Стремление к модернизации в любом своем проявлении означает навязчивую критику действительности. Приватизация этого стремления означает навязчивую самокритику, порожденную бесконечным недовольством собой: быть индивидуумом де–юре означает не обвинять никого в собственных страданиях, искать причины собственных поражений только лишь в собственной лености и праздности, и не искать никаких других средств, кроме большего усердия.
Жить каждый день с угрозой самоосуждения и презрения к себе — не легкое дело. Сосредоточившись на своих собственных действиях и, таким образом, не замечая социального пространства, где коллективно порождаются противоречия индивидуального существования, мужчины и женщины, как и следовало ожидать, испытывают соблазн упрощенно представить свое затруднительное положение, чтобы сделать причины страдания понятными и поэтому поддающимися лечению. Нельзя сказать, что они находят «биографические решения» обременительными и тяжелыми: просто не существует эффективных «биографических решений системных противоречий», и поэтому отсутствие в их распоряжении реальных решений необходимо компенсировать воображаемыми. Однако — воображаемые или реальные — все «решения», чтобы казаться осмысленными и жизнеспособными, должны согласовываться и быть на одном уровне с «индивидуализацией» задач и обязанностей. Поэтому есть потребность в индивидуальных крючках, на которых испуганные люди могли бы все вместе повесить, хотя бы ненадолго, свои индивидуальные страхи. Наше время благоприятно для козлов отпущения, — будь то политические деятели, ведущие беспорядочную личную жизнь, преступники, выползающие из убогих улиц и диких районов, или «иностранцы среди нас». Мы живем во времена патентованных замков, сигнализации, заборов из колючей проволоки, ведущих пристальное наблюдение соседей и членов «комитетов бдительности»; а также «любознательных» бульварных журналистов, охотящихся за тайнами, чтобы населить фантомами зловеще опустевшее общественное пространство, и выискивающих убедительные новые причины «моральной паники», достаточно бурной для того, чтобы высвободить значительную часть сдерживаемого страха и гнева.

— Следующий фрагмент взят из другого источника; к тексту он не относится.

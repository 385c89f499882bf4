//! The shared shopping cart.
//!
//! Every mutation is one synchronous unit: read, modify, persist, notify.
//! Storage failures are logged and ignored; the in-memory list stays
//! authoritative.

use std::collections::HashSet;
use std::rc::Rc;

use serde::{Deserialize, Serialize};
use tracing::{debug, error, warn};

use crate::api::Product;
use crate::reactive::{Cleanup, Emitter, Runtime, Signal};

use super::storage::{Storage, StorageError};

/// Version written into the stored JSON.
pub const CART_SCHEMA_VERSION: u32 = 1;

#[derive(Debug, Clone, PartialEq, Eq, Serialize, Deserialize)]
#[serde(rename_all = "camelCase")]
pub struct CartEntry {
    pub product_id: String,
    pub title: String,
    #[serde(default)]
    pub image: String,
    /// Unit price.
    pub lprice: u64,
    pub quantity: u32,
    #[serde(default)]
    pub selected: bool,
}

impl CartEntry {
    pub fn from_product(product: &Product, quantity: u32) -> Self {
        Self {
            product_id: product.product_id.clone(),
            title: product.title.clone(),
            image: product.image.clone(),
            lprice: product.lprice,
            quantity: quantity.max(1),
            selected: false,
        }
    }

    pub fn subtotal(&self) -> u64 {
        self.lprice.saturating_mul(u64::from(self.quantity))
    }
}

#[derive(Debug, Serialize, Deserialize)]
struct StoredCart {
    version: u32,
    items: Vec<CartEntry>,
}

/// What a mutation did, for listeners that react to actions rather than
/// state (toasts, analytics).
#[derive(Debug, Clone, PartialEq, Eq)]
pub enum CartEvent {
    Added { product_id: String, quantity: u32 },
    Removed { product_ids: Vec<String> },
    QuantityChanged { product_id: String, quantity: u32 },
    SelectionChanged,
    Cleared,
}

// =============================================================================
// CartStore
// =============================================================================

/// Cheap to clone; clones share the same cart.
#[derive(Clone)]
pub struct CartStore {
    items: Signal<Vec<CartEntry>>,
    events: Emitter<CartEvent>,
    storage: Rc<dyn Storage>,
    key: Rc<str>,
}

impl CartStore {
    /// Restore the cart persisted under `key`, or start empty.
    pub fn load(runtime: &Runtime, storage: Rc<dyn Storage>, key: &str) -> Self {
        let items = match storage.get(key) {
            Ok(Some(json)) => decode(&json),
            Ok(None) => Vec::new(),
            Err(err) => {
                error!(%err, key, "could not read stored cart");
                Vec::new()
            }
        };
        debug!(key, items = items.len(), "cart loaded");
        Self {
            items: runtime.signal(items),
            events: Emitter::new(),
            storage,
            key: Rc::from(key),
        }
    }

    // ------------------------------------------------------------------------
    // READS - TRACKED INSIDE A RENDER
    // ------------------------------------------------------------------------

    pub fn entries(&self) -> Vec<CartEntry> {
        self.items.get()
    }

    pub fn get(&self, product_id: &str) -> Option<CartEntry> {
        self.items
            .with(|items| items.iter().find(|e| e.product_id == product_id).cloned())
    }

    pub fn contains(&self, product_id: &str) -> bool {
        self.items.with(|items| items.iter().any(|e| e.product_id == product_id))
    }

    /// Number of distinct products.
    pub fn len(&self) -> usize {
        self.items.with(Vec::len)
    }

    pub fn is_empty(&self) -> bool {
        self.len() == 0
    }

    pub fn total_quantity(&self) -> u32 {
        self.items
            .with(|items| items.iter().map(|e| e.quantity).fold(0, u32::saturating_add))
    }

    pub fn total_price(&self) -> u64 {
        self.items
            .with(|items| items.iter().map(CartEntry::subtotal).fold(0, u64::saturating_add))
    }

    pub fn selected_count(&self) -> usize {
        self.items.with(|items| items.iter().filter(|e| e.selected).count())
    }

    pub fn selected_price(&self) -> u64 {
        self.items
            .with(|items| {
                items
                    .iter()
                    .filter(|e| e.selected)
                    .map(CartEntry::subtotal)
                    .fold(0, u64::saturating_add)
            })
    }

    /// True only for a non-empty cart where every entry is selected.
    pub fn is_all_selected(&self) -> bool {
        self.items
            .with(|items| !items.is_empty() && items.iter().all(|e| e.selected))
    }

    // ------------------------------------------------------------------------
    // MUTATIONS
    // ------------------------------------------------------------------------

    /// Add `quantity` (at least 1) of `product`. Adding a product already in
    /// the cart raises its quantity.
    pub fn add(&self, product: &Product, quantity: u32) {
        let quantity = quantity.max(1);
        let changed = self.mutate(|items| {
            match items.iter_mut().find(|e| e.product_id == product.product_id) {
                Some(entry) => entry.quantity = entry.quantity.saturating_add(quantity),
                None => items.push(CartEntry::from_product(product, quantity)),
            }
            true
        });
        if changed {
            self.events.emit(&CartEvent::Added {
                product_id: product.product_id.clone(),
                quantity,
            });
        }
    }

    pub fn remove(&self, product_id: &str) -> bool {
        let changed = self.mutate(|items| {
            let before = items.len();
            items.retain(|e| e.product_id != product_id);
            items.len() != before
        });
        if changed {
            self.events.emit(&CartEvent::Removed {
                product_ids: vec![product_id.to_string()],
            });
        }
        changed
    }

    pub fn increase(&self, product_id: &str) -> bool {
        self.change_quantity(product_id, |q| q.saturating_add(1))
    }

    /// Never goes below 1; use [`remove`](Self::remove) to drop an entry.
    pub fn decrease(&self, product_id: &str) -> bool {
        self.change_quantity(product_id, |q| q.saturating_sub(1))
    }

    /// Values below 1 are clamped to 1.
    pub fn set_quantity(&self, product_id: &str, quantity: u32) -> bool {
        self.change_quantity(product_id, |_| quantity)
    }

    pub fn toggle(&self, product_id: &str) -> bool {
        let changed = self.mutate(|items| match items.iter_mut().find(|e| e.product_id == product_id) {
            Some(entry) => {
                entry.selected = !entry.selected;
                true
            }
            None => false,
        });
        if changed {
            self.events.emit(&CartEvent::SelectionChanged);
        }
        changed
    }

    pub fn set_all_selected(&self, selected: bool) -> bool {
        let changed = self.mutate(|items| {
            let mut changed = false;
            for entry in items.iter_mut().filter(|e| e.selected != selected) {
                entry.selected = selected;
                changed = true;
            }
            changed
        });
        if changed {
            self.events.emit(&CartEvent::SelectionChanged);
        }
        changed
    }

    /// Select everything, or deselect everything if all are selected.
    pub fn toggle_select_all(&self) -> bool {
        let select = !self.items.with(|items| !items.is_empty() && items.iter().all(|e| e.selected));
        self.set_all_selected(select)
    }

    /// Returns how many entries were removed.
    pub fn remove_selected(&self) -> usize {
        let mut removed = Vec::new();
        self.mutate(|items| {
            items.retain(|e| {
                if e.selected {
                    removed.push(e.product_id.clone());
                }
                !e.selected
            });
            !removed.is_empty()
        });
        let count = removed.len();
        if count > 0 {
            self.events.emit(&CartEvent::Removed { product_ids: removed });
        }
        count
    }

    pub fn clear(&self) {
        let changed = self.mutate(|items| {
            let had_items = !items.is_empty();
            items.clear();
            had_items
        });
        if changed {
            self.events.emit(&CartEvent::Cleared);
        }
    }

    // ------------------------------------------------------------------------
    // OBSERVATION AND PERSISTENCE
    // ------------------------------------------------------------------------

    /// Called with the new entries after every change.
    pub fn subscribe(&self, callback: impl Fn(&Vec<CartEntry>) + 'static) -> Cleanup {
        self.items.subscribe(callback)
    }

    pub fn events(&self) -> &Emitter<CartEvent> {
        &self.events
    }

    pub fn storage_key(&self) -> &str {
        &self.key
    }

    /// The canonical stored form of the current entries.
    pub fn to_json(&self) -> Result<String, StorageError> {
        self.items.with(|items| encode(&self.key, items))
    }

    fn change_quantity(&self, product_id: &str, f: impl FnOnce(u32) -> u32) -> bool {
        let mut quantity = 0;
        let changed = self.mutate(|items| {
            let Some(entry) = items.iter_mut().find(|e| e.product_id == product_id) else {
                return false;
            };
            let next = f(entry.quantity).max(1);
            quantity = next;
            if next == entry.quantity {
                return false;
            }
            entry.quantity = next;
            true
        });
        if changed {
            self.events.emit(&CartEvent::QuantityChanged {
                product_id: product_id.to_string(),
                quantity,
            });
        }
        changed
    }

    /// Read-modify-persist-notify. `f` returns whether it changed anything.
    fn mutate(&self, f: impl FnOnce(&mut Vec<CartEntry>) -> bool) -> bool {
        let mut next = self.items.get_untracked();
        if !f(&mut next) {
            return false;
        }
        self.persist(&next);
        self.items.set(next);
        true
    }

    fn persist(&self, items: &[CartEntry]) {
        let result = encode(&self.key, items).and_then(|json| self.storage.set(&self.key, &json));
        if let Err(err) = result {
            error!(%err, key = %self.key, "cart not persisted, keeping in-memory state");
        }
    }
}

impl std::fmt::Debug for CartStore {
    fn fmt(&self, f: &mut std::fmt::Formatter<'_>) -> std::fmt::Result {
        f.debug_struct("CartStore")
            .field("key", &self.key)
            .field("items", &self.items.get_untracked())
            .finish()
    }
}

fn encode(key: &str, items: &[CartEntry]) -> Result<String, StorageError> {
    let stored = StoredCart {
        version: CART_SCHEMA_VERSION,
        items: items.to_vec(),
    };
    serde_json::to_string(&stored).map_err(|source| StorageError::Serialize {
        key: key.to_string(),
        source,
    })
}

/// Parse a stored cart and repair what can be repaired: duplicate ids keep
/// their first entry, quantities are raised to 1. Anything unreadable gives
/// an empty cart.
pub fn decode(json: &str) -> Vec<CartEntry> {
    let items = match serde_json::from_str::<StoredCart>(json) {
        Ok(stored) if stored.version == CART_SCHEMA_VERSION => stored.items,
        Ok(stored) => {
            warn!(version = stored.version, "unsupported cart schema version, starting empty");
            return Vec::new();
        }
        // Carts written before the schema was versioned were a bare array.
        Err(_) => match serde_json::from_str::<Vec<CartEntry>>(json) {
            Ok(items) => {
                debug!(items = items.len(), "migrating unversioned cart");
                items
            }
            Err(err) => {
                warn!(%err, "stored cart is corrupt, starting empty");
                return Vec::new();
            }
        },
    };

    let mut seen = HashSet::with_capacity(items.len());
    items
        .into_iter()
        .filter(|e| !e.product_id.is_empty())
        .filter(|e| {
            let fresh = seen.insert(e.product_id.clone());
            if !fresh {
                warn!(product_id = %e.product_id, "duplicate cart entry dropped");
            }
            fresh
        })
        .map(|mut e| {
            e.quantity = e.quantity.max(1);
            e
        })
        .collect()
}

// =============================================================================
// TESTS
// =============================================================================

Позвольте повторить: существует широкая и растущая брешь между общественным положением людей де–юре и их возможностями стать индивидуумами де–факто, то есть управлять своей судьбой и выбирать варианты, которых они действительно желают. Именно из этой глубокой бреши выделяются наиболее ядовитые миазмы, отравляющие жизнь современных людей. Однако эта брешь не может быть закрыта только индивидуальными усилиями — средствами и ресурсами, доступными в пределах самостоятельной жизненной политики. Перекрытие этой бреши — вопрос Политики с большой буквы. Можно предположить, что рассматриваемая брешь появилась и увеличилась именно ввиду опустения общественного пространства, и особенно «места собраний», «агоры», этого промежуточного общественного/частного места, где жизненная политика встречается с Политикой с большой буквы, где частные проблемы переводятся на язык общественных проблем, а также отыскиваются, обсуждаются и принимаются общественные решения частных проблем.
Произошла, если можно так выразиться, смена ролей: задача критической теории полностью изменилась. Обычно эта задача заключалась в защите от надвигающихся отрядов «общественной сферы» частной автономии, страдающей от деспотического правления всемогущего обезличенного государства и многих его бюрократических щупальцев или их точных копий меньшего масштаба. Теперь задача состоит в том, чтобы защитить исчезающую общественную сферу или скорее заново обставить и населить общественное пространство, быстро пустеющее вследствие дезертирства с обеих сторон: уход «заинтересованного гражданина» и бегство реальной власти на территорию, которая, несмотря на возможности сохранившихся демократических институтов, может быть описана лишь как «космическое пространство».
«Общественное» больше не направлено на колонизацию «частного». Как раз наоборот: именно частное колонизировало общественное пространство, выдавливая и выгоняя все, что не может быть полностью, без остатка, выражено в понятиях частных интересов, забот и стремлений. Если человеку неоднократно говорили, что он хозяин своей судьбы, то у него нет особых причин видеть «жизненную важность» (термин Альфреда Шютца) в чем–либо, что сопротивляется поглощению в «я» и воздействию средствами «я»; но именно наличие таких причин и действия в соответствии с ними являются отличительной чертой гражданина.